__Work order__. In the records below, find the line holding "Broadcast fan-out settings." and the line holding "pub struct AgentConfig". Set down both, with every line between them, exactly.

(Listed records)

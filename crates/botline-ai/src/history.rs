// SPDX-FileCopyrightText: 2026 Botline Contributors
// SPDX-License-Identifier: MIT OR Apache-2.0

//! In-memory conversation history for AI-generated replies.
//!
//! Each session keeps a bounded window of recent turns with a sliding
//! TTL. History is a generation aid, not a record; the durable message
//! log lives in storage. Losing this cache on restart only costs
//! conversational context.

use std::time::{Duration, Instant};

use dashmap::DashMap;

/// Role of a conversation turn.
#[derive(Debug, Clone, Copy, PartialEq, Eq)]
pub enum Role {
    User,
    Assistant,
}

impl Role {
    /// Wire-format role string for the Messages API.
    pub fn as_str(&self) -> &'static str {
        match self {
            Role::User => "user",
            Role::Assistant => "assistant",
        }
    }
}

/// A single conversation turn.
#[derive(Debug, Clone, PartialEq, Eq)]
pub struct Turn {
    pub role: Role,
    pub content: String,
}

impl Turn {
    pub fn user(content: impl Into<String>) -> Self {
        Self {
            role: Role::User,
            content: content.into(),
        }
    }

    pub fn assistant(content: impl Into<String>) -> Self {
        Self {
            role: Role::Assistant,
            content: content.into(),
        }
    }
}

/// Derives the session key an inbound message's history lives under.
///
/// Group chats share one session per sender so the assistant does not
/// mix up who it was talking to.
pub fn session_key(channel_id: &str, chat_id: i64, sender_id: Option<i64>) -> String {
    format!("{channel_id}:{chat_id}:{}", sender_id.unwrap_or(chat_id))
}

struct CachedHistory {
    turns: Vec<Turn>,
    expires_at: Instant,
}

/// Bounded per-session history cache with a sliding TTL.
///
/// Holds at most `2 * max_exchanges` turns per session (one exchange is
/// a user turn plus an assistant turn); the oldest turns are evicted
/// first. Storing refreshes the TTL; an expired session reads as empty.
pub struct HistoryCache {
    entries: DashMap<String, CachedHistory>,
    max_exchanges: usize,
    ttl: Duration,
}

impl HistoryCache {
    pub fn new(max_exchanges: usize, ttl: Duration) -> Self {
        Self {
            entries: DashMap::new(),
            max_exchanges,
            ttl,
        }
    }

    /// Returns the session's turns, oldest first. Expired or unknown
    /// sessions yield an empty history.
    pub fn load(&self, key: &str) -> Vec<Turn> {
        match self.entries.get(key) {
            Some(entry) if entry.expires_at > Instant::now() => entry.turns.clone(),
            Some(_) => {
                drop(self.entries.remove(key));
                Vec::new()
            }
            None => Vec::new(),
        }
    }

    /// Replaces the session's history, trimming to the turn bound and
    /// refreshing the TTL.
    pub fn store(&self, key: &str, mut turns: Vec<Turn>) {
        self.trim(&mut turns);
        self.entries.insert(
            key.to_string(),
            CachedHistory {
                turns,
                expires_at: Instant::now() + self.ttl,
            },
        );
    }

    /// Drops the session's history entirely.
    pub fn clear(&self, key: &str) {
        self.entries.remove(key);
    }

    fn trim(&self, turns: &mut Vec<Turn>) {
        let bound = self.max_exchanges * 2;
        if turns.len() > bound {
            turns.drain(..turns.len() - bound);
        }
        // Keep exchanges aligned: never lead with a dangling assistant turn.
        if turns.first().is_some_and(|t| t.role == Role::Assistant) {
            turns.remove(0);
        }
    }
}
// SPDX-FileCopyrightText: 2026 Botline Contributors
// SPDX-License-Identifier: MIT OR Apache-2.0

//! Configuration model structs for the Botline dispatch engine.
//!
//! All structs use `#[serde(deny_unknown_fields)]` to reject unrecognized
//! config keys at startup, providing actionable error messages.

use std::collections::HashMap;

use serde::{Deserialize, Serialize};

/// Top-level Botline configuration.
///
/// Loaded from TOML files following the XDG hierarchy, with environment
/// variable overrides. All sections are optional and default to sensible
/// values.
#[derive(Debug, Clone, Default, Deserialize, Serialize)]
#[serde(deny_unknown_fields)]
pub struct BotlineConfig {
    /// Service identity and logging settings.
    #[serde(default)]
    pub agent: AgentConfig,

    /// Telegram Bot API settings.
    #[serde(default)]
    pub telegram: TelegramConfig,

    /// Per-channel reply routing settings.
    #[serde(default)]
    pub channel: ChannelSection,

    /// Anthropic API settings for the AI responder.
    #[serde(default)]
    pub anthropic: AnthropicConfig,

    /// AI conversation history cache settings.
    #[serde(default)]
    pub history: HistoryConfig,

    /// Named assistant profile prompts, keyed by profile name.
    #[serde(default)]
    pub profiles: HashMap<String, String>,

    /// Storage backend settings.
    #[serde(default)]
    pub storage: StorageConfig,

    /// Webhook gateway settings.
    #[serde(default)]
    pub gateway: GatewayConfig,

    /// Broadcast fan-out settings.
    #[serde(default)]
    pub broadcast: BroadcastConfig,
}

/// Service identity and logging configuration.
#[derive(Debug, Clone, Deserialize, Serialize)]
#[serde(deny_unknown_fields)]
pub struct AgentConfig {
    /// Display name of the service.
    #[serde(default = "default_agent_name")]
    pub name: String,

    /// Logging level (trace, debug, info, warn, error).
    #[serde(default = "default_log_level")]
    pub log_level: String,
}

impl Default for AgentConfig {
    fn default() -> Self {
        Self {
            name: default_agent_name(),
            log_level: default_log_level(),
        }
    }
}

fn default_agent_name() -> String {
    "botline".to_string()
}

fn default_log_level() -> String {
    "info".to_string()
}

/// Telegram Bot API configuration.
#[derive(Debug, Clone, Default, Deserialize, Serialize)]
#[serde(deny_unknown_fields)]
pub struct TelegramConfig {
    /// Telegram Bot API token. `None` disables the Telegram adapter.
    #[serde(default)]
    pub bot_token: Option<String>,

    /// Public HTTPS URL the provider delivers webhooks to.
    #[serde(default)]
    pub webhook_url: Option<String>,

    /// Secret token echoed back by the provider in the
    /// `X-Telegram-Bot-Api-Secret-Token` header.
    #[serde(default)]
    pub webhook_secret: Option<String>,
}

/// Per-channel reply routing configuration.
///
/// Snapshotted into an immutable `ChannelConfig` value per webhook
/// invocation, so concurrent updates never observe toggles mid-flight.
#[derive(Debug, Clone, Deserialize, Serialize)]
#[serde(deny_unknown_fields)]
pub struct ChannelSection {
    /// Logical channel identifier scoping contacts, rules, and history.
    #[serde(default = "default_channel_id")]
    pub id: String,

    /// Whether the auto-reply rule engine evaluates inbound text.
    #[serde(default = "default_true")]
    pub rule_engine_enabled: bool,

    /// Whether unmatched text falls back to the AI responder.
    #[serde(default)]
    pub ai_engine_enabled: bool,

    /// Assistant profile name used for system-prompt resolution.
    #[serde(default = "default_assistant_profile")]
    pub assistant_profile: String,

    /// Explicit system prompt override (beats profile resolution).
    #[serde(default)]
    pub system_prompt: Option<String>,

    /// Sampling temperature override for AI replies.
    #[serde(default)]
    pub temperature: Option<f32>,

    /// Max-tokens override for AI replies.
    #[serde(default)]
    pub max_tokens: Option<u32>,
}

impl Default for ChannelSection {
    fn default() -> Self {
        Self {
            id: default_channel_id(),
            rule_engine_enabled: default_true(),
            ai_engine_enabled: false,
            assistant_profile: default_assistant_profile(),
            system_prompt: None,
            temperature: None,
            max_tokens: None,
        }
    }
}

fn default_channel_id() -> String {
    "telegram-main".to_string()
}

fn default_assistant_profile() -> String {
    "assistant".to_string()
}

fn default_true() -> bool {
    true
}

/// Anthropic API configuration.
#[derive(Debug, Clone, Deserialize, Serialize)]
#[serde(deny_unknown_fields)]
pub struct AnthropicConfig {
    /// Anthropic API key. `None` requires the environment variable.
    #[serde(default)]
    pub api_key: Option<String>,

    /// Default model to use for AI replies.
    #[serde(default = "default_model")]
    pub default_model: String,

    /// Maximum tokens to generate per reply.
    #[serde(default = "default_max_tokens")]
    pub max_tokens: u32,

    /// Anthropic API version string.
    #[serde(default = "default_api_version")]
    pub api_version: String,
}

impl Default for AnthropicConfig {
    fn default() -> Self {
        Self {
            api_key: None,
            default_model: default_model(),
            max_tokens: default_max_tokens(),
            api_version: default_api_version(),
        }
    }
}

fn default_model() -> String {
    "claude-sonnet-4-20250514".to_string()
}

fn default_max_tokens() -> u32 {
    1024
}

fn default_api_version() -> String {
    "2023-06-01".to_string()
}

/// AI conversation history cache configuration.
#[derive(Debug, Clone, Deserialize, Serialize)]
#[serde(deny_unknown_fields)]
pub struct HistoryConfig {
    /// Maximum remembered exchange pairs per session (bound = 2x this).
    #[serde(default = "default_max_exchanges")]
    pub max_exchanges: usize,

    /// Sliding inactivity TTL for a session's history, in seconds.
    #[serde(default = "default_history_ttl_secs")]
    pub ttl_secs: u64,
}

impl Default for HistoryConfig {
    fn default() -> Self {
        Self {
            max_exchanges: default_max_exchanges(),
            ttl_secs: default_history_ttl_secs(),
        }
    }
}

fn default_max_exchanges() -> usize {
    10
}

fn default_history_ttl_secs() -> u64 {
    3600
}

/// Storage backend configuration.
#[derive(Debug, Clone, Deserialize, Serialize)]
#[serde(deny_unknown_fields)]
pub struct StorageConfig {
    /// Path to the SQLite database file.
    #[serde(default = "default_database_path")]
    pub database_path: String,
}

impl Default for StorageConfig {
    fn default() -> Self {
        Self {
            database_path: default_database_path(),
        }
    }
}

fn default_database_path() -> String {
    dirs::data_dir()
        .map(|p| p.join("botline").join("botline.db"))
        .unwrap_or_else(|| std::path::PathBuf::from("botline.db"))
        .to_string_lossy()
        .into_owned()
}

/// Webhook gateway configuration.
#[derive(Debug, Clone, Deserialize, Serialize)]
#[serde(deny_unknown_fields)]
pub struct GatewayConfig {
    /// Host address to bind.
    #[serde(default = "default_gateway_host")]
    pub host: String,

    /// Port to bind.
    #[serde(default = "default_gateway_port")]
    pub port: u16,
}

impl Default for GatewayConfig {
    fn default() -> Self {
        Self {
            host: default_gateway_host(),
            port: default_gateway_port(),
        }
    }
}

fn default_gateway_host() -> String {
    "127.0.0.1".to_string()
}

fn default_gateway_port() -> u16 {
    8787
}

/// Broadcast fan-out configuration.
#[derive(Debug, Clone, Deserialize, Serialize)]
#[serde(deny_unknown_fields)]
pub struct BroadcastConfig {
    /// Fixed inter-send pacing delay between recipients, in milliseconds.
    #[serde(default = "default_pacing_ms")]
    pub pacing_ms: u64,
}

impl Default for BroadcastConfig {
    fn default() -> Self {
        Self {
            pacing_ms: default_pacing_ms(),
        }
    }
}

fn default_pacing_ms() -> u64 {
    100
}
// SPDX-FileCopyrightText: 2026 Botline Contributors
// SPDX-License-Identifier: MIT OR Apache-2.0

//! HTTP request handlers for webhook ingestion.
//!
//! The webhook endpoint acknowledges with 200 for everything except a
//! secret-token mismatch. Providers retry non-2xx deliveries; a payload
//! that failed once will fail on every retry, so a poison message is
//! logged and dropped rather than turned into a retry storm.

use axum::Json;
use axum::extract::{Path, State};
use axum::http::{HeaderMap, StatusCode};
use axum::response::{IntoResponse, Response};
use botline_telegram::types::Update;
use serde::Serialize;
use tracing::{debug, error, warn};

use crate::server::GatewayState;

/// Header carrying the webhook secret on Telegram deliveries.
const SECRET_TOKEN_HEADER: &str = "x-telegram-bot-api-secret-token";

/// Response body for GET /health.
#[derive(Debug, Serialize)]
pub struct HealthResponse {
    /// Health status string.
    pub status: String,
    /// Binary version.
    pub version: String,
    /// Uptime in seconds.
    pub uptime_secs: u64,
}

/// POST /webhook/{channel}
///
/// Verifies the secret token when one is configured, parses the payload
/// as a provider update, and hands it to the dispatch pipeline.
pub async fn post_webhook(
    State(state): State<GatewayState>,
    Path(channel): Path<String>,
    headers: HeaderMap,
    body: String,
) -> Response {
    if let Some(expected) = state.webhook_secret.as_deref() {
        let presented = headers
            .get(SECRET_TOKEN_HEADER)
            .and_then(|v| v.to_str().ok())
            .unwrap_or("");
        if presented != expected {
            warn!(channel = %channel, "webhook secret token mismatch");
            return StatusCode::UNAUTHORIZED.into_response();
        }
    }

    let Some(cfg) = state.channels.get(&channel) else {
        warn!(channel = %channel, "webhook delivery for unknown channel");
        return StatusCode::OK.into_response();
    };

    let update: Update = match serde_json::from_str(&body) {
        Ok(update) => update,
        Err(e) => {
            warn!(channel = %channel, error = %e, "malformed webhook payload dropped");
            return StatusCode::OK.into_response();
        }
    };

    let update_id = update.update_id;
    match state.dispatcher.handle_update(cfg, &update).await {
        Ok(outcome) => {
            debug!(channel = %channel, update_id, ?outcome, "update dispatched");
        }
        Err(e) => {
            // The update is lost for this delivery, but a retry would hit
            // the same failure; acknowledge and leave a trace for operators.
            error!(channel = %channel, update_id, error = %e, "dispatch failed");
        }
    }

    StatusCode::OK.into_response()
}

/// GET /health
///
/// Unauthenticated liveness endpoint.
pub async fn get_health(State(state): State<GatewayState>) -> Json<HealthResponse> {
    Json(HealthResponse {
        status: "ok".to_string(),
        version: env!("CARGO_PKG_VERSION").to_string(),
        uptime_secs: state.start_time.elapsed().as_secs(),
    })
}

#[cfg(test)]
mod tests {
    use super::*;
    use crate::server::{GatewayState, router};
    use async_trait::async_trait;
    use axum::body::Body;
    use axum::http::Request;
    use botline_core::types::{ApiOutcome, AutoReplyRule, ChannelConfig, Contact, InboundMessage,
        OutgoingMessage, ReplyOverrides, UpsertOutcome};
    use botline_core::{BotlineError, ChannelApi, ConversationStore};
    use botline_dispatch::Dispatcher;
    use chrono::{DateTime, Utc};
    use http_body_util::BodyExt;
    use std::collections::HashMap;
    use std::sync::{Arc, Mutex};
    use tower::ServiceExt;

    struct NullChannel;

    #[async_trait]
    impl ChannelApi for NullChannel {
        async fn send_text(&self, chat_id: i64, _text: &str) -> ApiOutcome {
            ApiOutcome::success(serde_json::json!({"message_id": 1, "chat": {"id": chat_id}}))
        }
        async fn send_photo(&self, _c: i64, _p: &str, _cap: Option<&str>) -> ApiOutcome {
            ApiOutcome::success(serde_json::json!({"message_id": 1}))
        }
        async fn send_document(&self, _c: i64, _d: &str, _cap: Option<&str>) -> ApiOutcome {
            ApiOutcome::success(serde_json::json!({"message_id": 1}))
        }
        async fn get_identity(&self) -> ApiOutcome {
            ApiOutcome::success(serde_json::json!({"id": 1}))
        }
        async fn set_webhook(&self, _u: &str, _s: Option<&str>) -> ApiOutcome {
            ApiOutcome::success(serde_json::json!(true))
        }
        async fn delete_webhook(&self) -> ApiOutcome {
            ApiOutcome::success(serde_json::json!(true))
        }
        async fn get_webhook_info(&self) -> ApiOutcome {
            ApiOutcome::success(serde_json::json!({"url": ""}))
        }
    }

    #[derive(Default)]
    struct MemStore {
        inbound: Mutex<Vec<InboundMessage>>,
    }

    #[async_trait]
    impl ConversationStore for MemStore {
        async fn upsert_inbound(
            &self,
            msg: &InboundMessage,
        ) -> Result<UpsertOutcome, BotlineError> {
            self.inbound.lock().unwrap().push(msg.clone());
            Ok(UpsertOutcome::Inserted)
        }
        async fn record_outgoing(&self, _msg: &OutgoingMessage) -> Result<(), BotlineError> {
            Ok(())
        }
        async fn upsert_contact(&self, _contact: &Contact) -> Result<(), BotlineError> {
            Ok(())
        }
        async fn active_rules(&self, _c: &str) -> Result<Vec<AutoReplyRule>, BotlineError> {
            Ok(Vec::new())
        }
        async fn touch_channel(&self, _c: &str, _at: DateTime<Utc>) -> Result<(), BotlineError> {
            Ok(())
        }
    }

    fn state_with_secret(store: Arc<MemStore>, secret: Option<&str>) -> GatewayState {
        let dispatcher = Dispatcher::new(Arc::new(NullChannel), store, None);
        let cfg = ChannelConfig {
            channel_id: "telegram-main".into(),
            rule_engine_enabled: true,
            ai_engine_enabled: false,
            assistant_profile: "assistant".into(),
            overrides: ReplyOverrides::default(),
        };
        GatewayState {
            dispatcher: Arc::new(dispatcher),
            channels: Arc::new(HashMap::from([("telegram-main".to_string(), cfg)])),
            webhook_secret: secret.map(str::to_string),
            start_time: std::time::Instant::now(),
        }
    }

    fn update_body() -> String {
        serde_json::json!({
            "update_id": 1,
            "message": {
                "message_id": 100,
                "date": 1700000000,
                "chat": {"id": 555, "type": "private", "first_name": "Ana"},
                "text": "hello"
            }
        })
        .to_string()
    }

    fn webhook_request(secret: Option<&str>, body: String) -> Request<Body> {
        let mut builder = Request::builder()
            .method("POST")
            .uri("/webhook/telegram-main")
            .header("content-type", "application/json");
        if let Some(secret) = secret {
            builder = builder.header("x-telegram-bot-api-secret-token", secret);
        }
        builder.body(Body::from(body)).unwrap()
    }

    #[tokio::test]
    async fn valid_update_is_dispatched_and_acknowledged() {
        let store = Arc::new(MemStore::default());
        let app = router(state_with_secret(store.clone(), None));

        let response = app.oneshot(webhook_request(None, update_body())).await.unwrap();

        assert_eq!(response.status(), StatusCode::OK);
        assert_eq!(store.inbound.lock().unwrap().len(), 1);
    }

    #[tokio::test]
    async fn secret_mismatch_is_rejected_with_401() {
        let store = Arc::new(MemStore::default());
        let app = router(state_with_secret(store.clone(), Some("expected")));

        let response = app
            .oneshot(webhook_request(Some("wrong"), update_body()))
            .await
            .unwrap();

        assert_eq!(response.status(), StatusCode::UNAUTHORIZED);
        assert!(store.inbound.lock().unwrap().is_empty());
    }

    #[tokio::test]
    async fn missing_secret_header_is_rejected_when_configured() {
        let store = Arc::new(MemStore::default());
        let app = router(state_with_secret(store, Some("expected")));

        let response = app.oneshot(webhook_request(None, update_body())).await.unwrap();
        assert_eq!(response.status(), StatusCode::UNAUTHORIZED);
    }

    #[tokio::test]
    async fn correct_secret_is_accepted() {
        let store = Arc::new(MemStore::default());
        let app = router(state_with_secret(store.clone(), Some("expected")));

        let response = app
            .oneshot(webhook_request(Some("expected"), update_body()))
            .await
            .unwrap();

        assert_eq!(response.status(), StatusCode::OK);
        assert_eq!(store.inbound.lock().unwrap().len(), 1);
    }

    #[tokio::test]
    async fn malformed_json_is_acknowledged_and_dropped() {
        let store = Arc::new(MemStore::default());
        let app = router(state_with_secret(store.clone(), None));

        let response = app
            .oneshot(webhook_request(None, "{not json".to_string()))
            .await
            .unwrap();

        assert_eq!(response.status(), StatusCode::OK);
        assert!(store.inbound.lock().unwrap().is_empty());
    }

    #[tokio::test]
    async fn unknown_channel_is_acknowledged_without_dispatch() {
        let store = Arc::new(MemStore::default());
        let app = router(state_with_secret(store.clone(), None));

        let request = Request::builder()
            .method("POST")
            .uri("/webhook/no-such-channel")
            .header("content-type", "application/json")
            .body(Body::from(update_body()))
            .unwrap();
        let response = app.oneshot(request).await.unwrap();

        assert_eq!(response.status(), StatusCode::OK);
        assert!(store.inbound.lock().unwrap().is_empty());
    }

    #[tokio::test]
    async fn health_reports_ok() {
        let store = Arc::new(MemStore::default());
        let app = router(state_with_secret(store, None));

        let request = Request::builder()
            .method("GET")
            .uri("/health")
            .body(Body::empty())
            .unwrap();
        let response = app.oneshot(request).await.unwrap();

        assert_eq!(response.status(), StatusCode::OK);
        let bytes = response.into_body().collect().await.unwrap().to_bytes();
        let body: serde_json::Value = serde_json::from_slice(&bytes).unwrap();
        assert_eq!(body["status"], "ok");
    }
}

(End Listed records)

__Response box__.
    /// Broadcast fan-out settings.
    #[serde(default)]
    pub broadcast: BroadcastConfig,
}

/// Service identity and logging configuration.
#[derive(Debug, Clone, Deserialize, Serialize)]
#[serde(deny_unknown_fields)]
pub struct AgentConfig {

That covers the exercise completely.